**EXERCISE PROMPT:**
Would you repeat each of the lines below exactly?

**DATA FOR PROCESSING:**

=== Section Start ===

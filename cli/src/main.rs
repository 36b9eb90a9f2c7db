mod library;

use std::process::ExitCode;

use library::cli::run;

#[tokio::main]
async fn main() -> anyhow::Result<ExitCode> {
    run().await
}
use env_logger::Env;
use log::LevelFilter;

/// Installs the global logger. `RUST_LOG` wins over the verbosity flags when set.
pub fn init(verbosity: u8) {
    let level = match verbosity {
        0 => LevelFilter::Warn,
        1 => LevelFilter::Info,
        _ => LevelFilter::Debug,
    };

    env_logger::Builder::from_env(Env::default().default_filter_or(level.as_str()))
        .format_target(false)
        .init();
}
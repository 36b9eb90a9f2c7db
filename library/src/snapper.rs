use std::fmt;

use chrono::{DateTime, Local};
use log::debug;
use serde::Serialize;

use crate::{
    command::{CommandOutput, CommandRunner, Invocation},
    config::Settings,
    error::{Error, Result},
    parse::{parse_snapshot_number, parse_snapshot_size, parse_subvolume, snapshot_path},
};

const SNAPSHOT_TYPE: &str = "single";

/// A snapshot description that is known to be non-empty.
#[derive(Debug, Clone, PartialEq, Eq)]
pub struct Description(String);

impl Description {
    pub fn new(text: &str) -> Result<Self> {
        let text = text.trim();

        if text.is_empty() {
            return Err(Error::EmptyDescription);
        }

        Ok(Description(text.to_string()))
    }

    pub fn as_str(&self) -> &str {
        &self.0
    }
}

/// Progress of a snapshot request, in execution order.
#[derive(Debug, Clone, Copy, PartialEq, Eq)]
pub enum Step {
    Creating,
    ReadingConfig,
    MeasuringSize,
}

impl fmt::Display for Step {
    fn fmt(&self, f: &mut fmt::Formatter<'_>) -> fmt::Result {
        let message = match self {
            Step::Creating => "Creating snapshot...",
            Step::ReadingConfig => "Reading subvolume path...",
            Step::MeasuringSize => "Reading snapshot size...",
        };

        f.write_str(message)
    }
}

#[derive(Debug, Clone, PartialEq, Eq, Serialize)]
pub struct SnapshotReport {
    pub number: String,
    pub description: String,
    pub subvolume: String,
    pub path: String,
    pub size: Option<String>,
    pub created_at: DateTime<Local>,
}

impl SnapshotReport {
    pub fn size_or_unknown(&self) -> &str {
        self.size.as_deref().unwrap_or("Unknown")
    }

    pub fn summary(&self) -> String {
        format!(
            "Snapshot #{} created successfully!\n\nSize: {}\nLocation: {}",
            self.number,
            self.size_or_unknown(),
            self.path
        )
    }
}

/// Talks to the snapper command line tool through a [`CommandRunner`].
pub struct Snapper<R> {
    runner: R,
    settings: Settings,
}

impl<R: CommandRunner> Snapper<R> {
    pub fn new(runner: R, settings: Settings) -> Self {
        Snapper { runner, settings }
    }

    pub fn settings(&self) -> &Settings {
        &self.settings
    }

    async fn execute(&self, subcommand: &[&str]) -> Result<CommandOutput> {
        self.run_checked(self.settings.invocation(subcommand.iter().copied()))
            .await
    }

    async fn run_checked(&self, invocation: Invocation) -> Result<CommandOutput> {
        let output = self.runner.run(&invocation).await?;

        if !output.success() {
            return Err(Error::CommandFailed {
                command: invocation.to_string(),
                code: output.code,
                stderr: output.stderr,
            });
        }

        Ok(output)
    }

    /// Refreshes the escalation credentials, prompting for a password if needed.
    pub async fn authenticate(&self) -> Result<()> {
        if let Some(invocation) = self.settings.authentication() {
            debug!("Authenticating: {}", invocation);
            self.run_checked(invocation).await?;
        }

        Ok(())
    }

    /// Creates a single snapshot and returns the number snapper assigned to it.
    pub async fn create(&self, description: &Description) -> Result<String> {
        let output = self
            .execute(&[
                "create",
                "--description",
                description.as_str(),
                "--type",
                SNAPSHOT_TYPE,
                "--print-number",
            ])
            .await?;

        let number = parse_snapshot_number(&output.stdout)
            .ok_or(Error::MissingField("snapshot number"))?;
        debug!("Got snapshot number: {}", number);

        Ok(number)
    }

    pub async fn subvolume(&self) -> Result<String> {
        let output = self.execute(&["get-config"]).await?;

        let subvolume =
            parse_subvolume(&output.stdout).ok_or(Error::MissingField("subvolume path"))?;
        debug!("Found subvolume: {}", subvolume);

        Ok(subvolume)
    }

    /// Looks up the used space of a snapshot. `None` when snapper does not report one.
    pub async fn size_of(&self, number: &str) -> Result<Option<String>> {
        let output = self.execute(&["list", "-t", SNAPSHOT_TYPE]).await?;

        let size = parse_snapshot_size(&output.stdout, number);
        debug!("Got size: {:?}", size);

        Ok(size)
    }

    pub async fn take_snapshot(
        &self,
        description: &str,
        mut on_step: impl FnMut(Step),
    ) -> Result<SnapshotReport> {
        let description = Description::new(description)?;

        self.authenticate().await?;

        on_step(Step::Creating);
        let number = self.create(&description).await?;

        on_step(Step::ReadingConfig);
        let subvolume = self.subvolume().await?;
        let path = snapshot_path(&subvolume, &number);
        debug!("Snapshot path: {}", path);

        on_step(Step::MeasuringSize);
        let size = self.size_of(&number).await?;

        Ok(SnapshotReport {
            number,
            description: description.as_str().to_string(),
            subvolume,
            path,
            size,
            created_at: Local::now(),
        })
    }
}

=== Section End ===

**RESPONSE TO THIS TASK:**
filename cli/src/main.rs
repository 36b9eb90a9f2c7db
mod library;

use std::process::ExitCode;

use library::cli::run;

#[tokio::main]
async fn main() -> anyhow::Result<ExitCode> {
    run().await
}
use env_logger::Env;
use log::LevelFilter;

/// Installs the global logger. `RUST_LOG` wins over the verbosity flags when set.
pub fn init(verbosity: u8) {
    let level = match verbosity {
        0 => LevelFilter::Warn,
        1 => LevelFilter::Info,
        _ => LevelFilter::Debug,
    };

    env_logger::Builder::from_env(Env::default().default_filter_or(level.as_str()))
        .format_target(false)
        .init();
}
repository 36b9eb90a9f2c7db
filename library/src/snapper.rs
use std::fmt;

use chrono::{DateTime, Local};
use log::debug;
use serde::Serialize;

use crate::{
    command::{CommandOutput, CommandRunner, Invocation},
    config::Settings,
    error::{Error, Result},
    parse::{parse_snapshot_number, parse_snapshot_size, parse_subvolume, snapshot_path},
};

const SNAPSHOT_TYPE: &str = "single";

/// A snapshot description that is known to be non-empty.
#[derive(Debug, Clone, PartialEq, Eq)]
pub struct Description(String);

impl Description {
    pub fn new(text: &str) -> Result<Self> {
        let text = text.trim();

        if text.is_empty() {
            return Err(Error::EmptyDescription);
        }

        Ok(Description(text.to_string()))
    }

    pub fn as_str(&self) -> &str {
        &self.0
    }
}

/// Progress of a snapshot request, in execution order.
#[derive(Debug, Clone, Copy, PartialEq, Eq)]
pub enum Step {
    Creating,
    ReadingConfig,
    MeasuringSize,
}

impl fmt::Display for Step {
    fn fmt(&self, f: &mut fmt::Formatter<'_>) -> fmt::Result {
        let message = match self {
            Step::Creating => "Creating snapshot...",
            Step::ReadingConfig => "Reading subvolume path...",
            Step::MeasuringSize => "Reading snapshot size...",
        };

        f.write_str(message)
    }
}

#[derive(Debug, Clone, PartialEq, Eq, Serialize)]
pub struct SnapshotReport {
    pub number: String,
    pub description: String,
    pub subvolume: String,
    pub path: String,
    pub size: Option<String>,
    pub created_at: DateTime<Local>,
}

impl SnapshotReport {
    pub fn size_or_unknown(&self) -> &str {
        self.size.as_deref().unwrap_or("Unknown")
    }

    pub fn summary(&self) -> String {
        format!(
            "Snapshot #{} created successfully!\n\nSize: {}\nLocation: {}",
            self.number,
            self.size_or_unknown(),
            self.path
        )
    }
}

/// Talks to the snapper command line tool through a [`CommandRunner`].
pub struct Snapper<R> {
    runner: R,
    settings: Settings,
}

impl<R: CommandRunner> Snapper<R> {
    pub fn new(runner: R, settings: Settings) -> Self {
        Snapper { runner, settings }
    }

    pub fn settings(&self) -> &Settings {
        &self.settings
    }

    async fn execute(&self, subcommand: &[&str]) -> Result<CommandOutput> {
        self.run_checked(self.settings.invocation(subcommand.iter().copied()))
            .await
    }

    async fn run_checked(&self, invocation: Invocation) -> Result<CommandOutput> {
        let output = self.runner.run(&invocation).await?;

        if !output.success() {
            return Err(Error::CommandFailed {
                command: invocation.to_string(),
                code: output.code,
                stderr: output.stderr,
            });
        }

        Ok(output)
    }

    /// Refreshes the escalation credentials, prompting for a password if needed.
    pub async fn authenticate(&self) -> Result<()> {
        if let Some(invocation) = self.settings.authentication() {
            debug!("Authenticating: {}", invocation);
            self.run_checked(invocation).await?;
        }

        Ok(())
    }

    /// Creates a single snapshot and returns the number snapper assigned to it.
    pub async fn create(&self, description: &Description) -> Result<String> {
        let output = self
            .execute(&[
                "create",
                "--description",
                description.as_str(),
                "--type",
                SNAPSHOT_TYPE,
                "--print-number",
            ])
            .await?;

        let number = parse_snapshot_number(&output.stdout)
            .ok_or(Error::MissingField("snapshot number"))?;
        debug!("Got snapshot number: {}", number);

        Ok(number)
    }

    pub async fn subvolume(&self) -> Result<String> {
        let output = self.execute(&["get-config"]).await?;

        let subvolume =
            parse_subvolume(&output.stdout).ok_or(Error::MissingField("subvolume path"))?;
        debug!("Found subvolume: {}", subvolume);

        Ok(subvolume)
    }

    /// Looks up the used space of a snapshot. `None` when snapper does not report one.
    pub async fn size_of(&self, number: &str) -> Result<Option<String>> {
        let output = self.execute(&["list", "-t", SNAPSHOT_TYPE]).await?;

        let size = parse_snapshot_size(&output.stdout, number);
        debug!("Got size: {:?}", size);

        Ok(size)
    }

    pub async fn take_snapshot(
        &self,
        description: &str,
        mut on_step: impl FnMut(Step),
    ) -> Result<SnapshotReport> {
        let description = Description::new(description)?;

        self.authenticate().await?;

        on_step(Step::Creating);
        let number = self.create(&description).await?;

        on_step(Step::ReadingConfig);
        let subvolume = self.subvolume().await?;
        let path = snapshot_path(&subvolume, &number);
        debug!("Snapshot path: {}", path);

        on_step(Step::MeasuringSize);
        let size = self.size_of(&number).await?;

        Ok(SnapshotReport {
            number,
            description: description.as_str().to_string(),
            subvolume,
            path,
            size,
            created_at: Local::now(),
        })
    }
}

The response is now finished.